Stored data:
*****

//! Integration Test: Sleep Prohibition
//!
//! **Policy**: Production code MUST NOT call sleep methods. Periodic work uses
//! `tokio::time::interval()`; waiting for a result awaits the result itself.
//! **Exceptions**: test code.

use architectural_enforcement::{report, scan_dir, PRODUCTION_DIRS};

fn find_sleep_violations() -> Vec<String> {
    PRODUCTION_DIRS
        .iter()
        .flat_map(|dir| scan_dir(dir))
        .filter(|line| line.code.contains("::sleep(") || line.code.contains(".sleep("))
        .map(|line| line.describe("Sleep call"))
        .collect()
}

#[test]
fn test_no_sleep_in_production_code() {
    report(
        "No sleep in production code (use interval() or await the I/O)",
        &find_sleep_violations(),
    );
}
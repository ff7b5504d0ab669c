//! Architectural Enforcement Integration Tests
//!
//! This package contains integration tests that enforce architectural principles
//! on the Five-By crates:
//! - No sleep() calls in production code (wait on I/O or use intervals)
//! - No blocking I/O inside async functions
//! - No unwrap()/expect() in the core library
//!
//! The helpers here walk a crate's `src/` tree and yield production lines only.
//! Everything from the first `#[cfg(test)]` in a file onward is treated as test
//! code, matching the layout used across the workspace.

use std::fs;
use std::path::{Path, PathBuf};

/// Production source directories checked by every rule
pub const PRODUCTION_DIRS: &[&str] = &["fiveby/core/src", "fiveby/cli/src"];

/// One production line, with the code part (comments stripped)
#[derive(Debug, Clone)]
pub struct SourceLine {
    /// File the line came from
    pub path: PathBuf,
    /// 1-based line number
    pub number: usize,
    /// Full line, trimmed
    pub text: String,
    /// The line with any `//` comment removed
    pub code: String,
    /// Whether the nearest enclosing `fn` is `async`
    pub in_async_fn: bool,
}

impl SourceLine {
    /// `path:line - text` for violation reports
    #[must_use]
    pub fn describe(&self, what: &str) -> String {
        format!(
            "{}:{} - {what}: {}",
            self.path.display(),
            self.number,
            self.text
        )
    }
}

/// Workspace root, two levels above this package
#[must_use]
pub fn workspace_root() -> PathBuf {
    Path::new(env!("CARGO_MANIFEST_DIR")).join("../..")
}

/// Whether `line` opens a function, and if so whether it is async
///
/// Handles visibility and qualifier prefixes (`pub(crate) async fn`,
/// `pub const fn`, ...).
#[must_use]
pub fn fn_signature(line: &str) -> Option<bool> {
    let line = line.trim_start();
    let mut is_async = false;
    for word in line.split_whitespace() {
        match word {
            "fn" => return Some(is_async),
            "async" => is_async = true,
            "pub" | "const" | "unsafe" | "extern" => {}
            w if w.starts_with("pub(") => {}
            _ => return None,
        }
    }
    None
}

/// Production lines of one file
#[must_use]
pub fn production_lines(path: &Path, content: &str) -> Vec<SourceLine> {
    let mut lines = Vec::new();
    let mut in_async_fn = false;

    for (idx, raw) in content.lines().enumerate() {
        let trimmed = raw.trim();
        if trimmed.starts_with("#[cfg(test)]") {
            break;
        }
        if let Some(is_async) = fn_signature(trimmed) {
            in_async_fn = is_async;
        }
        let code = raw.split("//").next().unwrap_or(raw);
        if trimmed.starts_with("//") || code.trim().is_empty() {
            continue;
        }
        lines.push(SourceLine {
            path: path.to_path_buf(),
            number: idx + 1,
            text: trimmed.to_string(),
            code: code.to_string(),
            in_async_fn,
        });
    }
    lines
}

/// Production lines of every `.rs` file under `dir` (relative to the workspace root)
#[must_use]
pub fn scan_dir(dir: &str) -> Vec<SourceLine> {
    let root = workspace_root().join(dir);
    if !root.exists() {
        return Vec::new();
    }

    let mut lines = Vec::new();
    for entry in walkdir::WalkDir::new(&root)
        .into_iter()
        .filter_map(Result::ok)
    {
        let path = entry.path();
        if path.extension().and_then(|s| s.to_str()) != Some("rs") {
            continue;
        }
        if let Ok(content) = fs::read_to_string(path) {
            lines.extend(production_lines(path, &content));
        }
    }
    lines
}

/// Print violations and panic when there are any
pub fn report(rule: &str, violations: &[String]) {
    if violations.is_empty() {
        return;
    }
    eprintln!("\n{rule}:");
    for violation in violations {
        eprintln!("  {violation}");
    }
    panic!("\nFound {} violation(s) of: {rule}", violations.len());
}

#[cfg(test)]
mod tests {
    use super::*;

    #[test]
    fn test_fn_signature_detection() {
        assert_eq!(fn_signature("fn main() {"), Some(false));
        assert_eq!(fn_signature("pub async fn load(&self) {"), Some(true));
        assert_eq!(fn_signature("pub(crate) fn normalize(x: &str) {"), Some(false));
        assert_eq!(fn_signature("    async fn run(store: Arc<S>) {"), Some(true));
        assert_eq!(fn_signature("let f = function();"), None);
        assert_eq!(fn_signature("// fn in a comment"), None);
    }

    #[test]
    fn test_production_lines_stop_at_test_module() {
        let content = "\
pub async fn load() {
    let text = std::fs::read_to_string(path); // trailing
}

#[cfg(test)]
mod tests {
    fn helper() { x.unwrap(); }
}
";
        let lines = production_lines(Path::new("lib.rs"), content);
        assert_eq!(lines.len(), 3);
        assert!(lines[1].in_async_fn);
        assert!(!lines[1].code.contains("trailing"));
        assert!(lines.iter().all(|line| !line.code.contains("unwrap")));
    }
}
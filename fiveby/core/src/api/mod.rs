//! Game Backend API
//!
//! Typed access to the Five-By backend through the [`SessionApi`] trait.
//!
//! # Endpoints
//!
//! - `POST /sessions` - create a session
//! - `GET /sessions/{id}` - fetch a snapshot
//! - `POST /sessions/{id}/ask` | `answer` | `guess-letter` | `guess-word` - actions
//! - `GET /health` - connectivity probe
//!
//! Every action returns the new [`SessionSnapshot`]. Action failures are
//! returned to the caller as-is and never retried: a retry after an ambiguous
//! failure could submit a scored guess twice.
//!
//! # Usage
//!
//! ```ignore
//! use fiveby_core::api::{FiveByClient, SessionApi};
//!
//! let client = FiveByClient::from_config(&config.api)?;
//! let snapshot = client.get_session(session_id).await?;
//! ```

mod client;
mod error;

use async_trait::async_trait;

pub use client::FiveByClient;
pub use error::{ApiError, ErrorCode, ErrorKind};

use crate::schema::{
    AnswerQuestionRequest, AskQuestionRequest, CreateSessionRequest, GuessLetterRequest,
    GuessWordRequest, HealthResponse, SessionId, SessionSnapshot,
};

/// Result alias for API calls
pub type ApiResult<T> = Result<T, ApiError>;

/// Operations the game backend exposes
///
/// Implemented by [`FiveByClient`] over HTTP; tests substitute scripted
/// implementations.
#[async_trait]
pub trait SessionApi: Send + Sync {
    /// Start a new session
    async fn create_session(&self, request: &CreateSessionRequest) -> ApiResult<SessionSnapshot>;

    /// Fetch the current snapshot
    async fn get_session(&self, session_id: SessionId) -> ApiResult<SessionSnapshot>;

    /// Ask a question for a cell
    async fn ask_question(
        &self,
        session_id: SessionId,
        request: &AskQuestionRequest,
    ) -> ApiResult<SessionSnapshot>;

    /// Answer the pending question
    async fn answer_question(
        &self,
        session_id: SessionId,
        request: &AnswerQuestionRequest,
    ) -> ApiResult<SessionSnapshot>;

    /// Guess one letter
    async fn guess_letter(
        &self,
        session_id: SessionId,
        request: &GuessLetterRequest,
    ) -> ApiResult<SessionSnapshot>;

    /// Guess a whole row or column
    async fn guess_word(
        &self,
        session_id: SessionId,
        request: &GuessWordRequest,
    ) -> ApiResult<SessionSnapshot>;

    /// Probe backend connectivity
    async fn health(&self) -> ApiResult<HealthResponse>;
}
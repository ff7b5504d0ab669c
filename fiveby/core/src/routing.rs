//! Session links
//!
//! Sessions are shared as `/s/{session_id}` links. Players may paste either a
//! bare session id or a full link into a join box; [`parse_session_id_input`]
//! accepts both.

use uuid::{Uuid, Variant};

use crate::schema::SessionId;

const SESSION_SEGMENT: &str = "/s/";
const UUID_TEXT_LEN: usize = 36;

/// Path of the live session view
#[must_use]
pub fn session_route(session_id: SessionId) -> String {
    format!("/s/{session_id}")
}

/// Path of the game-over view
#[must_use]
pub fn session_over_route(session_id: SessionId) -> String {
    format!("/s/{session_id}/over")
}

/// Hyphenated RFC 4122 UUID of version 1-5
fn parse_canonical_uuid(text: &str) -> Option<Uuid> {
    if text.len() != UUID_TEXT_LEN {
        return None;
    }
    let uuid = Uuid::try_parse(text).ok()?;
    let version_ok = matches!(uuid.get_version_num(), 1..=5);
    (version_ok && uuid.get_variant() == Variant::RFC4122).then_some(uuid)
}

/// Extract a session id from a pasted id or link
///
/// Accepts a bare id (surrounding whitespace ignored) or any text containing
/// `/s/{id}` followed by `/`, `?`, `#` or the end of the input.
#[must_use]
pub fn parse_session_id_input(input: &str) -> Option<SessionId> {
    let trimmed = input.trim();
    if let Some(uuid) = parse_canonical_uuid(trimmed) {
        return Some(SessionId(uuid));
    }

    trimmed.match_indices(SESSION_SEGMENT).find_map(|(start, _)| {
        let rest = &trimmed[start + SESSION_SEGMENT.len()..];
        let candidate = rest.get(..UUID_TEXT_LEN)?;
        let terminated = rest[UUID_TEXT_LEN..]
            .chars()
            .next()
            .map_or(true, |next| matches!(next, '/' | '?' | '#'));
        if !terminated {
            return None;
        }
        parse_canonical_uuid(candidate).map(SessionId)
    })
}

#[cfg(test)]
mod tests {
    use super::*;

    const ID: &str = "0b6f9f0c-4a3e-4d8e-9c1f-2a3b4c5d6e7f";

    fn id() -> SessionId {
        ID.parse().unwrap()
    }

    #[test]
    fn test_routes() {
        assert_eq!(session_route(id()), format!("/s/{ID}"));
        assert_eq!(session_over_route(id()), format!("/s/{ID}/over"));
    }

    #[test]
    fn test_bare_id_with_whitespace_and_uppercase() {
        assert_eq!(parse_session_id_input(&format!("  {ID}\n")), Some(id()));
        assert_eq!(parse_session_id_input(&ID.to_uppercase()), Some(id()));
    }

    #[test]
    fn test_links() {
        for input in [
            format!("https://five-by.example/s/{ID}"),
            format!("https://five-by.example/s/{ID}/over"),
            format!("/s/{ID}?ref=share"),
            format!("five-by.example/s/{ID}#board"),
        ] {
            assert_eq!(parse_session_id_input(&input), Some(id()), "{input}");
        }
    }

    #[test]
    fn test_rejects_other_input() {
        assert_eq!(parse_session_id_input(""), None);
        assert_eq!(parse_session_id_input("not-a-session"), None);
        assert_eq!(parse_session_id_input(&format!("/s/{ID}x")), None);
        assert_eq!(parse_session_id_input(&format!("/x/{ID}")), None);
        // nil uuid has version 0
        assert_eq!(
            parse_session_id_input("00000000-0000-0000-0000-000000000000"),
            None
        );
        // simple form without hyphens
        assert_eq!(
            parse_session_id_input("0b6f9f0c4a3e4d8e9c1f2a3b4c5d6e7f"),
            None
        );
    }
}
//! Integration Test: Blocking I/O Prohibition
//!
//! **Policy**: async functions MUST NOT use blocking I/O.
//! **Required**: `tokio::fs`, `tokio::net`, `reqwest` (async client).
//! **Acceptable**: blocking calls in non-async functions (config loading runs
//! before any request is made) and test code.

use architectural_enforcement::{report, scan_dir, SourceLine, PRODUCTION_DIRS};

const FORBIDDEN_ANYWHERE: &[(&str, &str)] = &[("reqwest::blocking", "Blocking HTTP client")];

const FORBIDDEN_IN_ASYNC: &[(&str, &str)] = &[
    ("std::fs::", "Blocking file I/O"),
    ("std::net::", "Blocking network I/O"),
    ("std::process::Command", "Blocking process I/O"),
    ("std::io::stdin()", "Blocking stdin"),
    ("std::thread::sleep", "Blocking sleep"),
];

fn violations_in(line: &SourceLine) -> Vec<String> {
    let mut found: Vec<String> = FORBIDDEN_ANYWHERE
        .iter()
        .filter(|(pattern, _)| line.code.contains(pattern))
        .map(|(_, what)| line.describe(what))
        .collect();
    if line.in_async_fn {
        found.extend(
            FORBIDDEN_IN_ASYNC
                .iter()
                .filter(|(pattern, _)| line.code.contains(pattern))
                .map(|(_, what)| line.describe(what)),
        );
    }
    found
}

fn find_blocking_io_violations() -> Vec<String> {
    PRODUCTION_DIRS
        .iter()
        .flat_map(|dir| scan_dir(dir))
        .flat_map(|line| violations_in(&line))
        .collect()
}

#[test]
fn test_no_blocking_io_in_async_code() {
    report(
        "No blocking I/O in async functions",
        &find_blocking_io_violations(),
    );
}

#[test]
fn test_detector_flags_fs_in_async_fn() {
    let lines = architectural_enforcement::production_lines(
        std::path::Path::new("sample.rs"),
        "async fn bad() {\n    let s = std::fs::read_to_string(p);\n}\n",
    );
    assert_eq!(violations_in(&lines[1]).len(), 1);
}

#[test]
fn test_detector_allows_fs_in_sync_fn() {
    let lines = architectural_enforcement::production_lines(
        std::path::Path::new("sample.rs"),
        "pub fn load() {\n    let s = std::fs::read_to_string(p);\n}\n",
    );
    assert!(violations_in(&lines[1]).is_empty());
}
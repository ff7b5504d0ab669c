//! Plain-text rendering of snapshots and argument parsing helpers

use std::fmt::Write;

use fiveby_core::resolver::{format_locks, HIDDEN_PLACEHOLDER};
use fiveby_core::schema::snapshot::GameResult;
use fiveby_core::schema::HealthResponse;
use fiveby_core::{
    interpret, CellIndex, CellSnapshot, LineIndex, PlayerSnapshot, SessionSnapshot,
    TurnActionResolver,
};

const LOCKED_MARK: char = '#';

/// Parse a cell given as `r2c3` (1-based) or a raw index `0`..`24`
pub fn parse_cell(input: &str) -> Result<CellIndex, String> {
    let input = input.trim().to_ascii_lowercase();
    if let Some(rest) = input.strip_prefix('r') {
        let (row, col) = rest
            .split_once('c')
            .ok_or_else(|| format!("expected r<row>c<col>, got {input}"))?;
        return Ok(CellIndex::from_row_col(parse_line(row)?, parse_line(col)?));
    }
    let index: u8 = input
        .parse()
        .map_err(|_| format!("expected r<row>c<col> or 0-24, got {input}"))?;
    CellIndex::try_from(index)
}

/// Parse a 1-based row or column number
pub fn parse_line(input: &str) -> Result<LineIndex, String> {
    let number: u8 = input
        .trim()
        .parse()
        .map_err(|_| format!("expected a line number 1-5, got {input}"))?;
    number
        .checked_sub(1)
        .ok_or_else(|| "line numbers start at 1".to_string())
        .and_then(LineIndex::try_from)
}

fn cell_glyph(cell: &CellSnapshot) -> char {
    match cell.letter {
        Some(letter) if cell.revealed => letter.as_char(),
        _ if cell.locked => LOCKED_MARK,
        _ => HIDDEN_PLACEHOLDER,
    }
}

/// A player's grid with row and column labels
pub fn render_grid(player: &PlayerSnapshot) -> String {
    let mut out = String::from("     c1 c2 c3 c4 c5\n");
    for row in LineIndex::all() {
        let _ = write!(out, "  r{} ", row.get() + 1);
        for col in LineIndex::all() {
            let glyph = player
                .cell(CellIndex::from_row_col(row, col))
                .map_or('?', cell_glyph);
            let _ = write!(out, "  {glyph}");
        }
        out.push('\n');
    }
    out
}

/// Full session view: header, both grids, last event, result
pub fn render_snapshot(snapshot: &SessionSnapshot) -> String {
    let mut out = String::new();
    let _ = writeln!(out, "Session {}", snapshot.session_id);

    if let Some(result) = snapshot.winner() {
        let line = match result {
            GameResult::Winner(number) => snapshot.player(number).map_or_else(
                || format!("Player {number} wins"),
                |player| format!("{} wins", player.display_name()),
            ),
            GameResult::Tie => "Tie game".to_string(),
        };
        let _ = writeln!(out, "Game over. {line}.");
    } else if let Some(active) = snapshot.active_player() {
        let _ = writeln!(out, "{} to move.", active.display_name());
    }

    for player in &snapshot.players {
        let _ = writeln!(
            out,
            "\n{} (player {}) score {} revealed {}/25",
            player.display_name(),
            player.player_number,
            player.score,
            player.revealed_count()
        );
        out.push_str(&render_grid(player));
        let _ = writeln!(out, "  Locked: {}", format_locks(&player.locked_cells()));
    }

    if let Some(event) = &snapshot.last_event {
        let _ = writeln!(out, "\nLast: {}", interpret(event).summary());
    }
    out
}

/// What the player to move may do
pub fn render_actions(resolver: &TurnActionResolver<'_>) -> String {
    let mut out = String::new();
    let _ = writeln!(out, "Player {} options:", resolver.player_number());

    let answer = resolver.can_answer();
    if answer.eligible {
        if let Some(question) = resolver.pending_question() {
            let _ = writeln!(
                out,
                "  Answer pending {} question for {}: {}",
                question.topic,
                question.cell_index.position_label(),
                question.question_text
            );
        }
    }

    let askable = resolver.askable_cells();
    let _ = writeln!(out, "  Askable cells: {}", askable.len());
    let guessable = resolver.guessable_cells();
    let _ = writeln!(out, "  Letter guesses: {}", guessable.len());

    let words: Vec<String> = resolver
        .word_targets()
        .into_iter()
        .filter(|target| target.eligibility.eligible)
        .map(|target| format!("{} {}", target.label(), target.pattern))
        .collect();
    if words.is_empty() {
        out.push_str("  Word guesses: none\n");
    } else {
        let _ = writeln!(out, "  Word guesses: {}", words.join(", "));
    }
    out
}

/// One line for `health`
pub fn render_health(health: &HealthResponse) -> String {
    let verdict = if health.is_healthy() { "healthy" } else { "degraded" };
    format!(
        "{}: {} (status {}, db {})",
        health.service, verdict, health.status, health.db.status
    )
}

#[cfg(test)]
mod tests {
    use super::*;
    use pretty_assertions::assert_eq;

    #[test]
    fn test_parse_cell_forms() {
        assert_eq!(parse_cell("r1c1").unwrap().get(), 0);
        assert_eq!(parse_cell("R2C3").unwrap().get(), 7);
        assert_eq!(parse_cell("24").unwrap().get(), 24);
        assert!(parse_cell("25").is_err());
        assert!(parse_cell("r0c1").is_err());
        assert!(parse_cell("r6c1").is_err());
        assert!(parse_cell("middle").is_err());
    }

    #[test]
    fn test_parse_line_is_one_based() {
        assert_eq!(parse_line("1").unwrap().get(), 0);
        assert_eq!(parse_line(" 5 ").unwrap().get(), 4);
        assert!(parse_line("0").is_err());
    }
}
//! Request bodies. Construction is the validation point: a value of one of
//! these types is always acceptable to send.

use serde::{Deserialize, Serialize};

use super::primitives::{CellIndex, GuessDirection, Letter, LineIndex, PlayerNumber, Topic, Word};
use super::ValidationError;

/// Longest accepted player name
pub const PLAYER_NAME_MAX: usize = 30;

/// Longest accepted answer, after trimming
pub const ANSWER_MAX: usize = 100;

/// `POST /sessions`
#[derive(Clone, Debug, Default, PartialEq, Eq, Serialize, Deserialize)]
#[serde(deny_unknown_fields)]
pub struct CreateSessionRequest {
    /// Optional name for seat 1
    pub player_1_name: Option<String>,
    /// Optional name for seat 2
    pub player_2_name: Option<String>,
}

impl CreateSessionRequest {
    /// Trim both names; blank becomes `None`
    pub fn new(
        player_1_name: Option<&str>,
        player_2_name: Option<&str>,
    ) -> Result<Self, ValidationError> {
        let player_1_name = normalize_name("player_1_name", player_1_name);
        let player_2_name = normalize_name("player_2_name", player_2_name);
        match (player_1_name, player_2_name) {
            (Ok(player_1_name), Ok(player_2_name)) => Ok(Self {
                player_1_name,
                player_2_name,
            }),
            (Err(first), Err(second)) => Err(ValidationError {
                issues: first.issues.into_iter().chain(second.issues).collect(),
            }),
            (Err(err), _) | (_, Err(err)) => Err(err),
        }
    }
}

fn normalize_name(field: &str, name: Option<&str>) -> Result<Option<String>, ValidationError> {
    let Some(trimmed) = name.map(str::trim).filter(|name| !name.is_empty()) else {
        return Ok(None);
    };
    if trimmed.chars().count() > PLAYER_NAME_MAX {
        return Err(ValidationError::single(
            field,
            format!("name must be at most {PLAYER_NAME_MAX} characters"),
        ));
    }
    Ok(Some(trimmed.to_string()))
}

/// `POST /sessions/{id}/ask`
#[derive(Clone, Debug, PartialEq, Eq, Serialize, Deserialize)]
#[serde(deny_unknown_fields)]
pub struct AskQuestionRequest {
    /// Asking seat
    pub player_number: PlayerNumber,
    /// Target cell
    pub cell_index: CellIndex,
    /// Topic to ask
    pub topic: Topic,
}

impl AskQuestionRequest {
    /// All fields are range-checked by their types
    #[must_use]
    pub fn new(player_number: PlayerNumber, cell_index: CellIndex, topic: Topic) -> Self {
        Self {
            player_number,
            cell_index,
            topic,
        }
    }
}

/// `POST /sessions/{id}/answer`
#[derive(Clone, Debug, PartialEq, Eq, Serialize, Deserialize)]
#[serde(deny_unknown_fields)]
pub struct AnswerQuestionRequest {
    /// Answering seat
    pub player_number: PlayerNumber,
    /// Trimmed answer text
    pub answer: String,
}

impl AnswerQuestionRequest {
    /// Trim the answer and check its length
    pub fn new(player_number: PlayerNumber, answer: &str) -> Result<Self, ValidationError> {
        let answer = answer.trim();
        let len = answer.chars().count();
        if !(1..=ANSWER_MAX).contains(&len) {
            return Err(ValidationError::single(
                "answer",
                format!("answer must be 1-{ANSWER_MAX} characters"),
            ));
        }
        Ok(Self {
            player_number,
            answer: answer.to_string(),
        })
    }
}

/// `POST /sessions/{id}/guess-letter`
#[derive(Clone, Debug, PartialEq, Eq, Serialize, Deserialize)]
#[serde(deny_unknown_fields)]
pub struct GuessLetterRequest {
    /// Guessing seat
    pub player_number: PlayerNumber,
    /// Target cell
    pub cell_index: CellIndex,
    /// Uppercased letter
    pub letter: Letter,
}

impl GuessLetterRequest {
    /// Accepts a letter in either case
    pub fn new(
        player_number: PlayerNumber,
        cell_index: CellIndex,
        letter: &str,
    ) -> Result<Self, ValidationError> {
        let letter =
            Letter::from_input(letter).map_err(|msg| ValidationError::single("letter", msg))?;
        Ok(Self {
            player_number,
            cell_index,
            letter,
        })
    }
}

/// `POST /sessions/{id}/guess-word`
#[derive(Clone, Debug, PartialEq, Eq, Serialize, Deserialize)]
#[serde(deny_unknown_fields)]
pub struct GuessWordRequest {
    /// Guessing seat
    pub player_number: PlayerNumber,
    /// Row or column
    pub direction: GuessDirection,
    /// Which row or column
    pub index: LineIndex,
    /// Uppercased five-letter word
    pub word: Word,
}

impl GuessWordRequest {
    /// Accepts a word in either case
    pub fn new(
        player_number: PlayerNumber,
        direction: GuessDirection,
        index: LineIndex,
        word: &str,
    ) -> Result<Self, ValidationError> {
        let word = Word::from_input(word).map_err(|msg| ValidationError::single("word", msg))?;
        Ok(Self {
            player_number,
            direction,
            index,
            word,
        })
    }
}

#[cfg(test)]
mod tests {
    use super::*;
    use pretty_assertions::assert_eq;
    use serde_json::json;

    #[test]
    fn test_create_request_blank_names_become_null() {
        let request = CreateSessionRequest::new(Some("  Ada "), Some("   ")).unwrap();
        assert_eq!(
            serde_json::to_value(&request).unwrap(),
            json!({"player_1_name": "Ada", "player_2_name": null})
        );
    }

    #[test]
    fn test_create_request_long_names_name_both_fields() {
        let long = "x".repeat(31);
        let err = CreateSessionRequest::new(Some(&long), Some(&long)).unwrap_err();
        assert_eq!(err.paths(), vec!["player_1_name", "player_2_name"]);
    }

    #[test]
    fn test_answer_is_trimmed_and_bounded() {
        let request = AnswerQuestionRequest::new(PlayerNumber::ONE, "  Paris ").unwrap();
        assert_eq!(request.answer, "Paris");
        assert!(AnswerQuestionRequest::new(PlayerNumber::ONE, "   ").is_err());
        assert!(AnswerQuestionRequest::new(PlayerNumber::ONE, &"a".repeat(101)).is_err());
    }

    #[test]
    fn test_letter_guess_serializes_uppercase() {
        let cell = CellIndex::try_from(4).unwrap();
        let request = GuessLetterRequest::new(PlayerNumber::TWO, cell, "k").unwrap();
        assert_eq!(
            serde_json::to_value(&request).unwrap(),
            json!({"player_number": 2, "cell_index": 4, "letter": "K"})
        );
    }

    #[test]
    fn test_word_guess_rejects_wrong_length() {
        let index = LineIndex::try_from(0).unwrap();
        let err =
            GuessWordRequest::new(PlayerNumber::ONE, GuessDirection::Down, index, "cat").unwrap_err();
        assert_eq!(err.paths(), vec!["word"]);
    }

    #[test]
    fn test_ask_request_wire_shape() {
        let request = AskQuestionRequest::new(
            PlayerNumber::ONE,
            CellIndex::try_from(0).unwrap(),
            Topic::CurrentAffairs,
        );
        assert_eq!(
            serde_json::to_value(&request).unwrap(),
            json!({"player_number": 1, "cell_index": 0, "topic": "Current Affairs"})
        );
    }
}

*****

- What the task asks
Work out how many lines in the entries contain "false" and give that number alone.

- Solution
4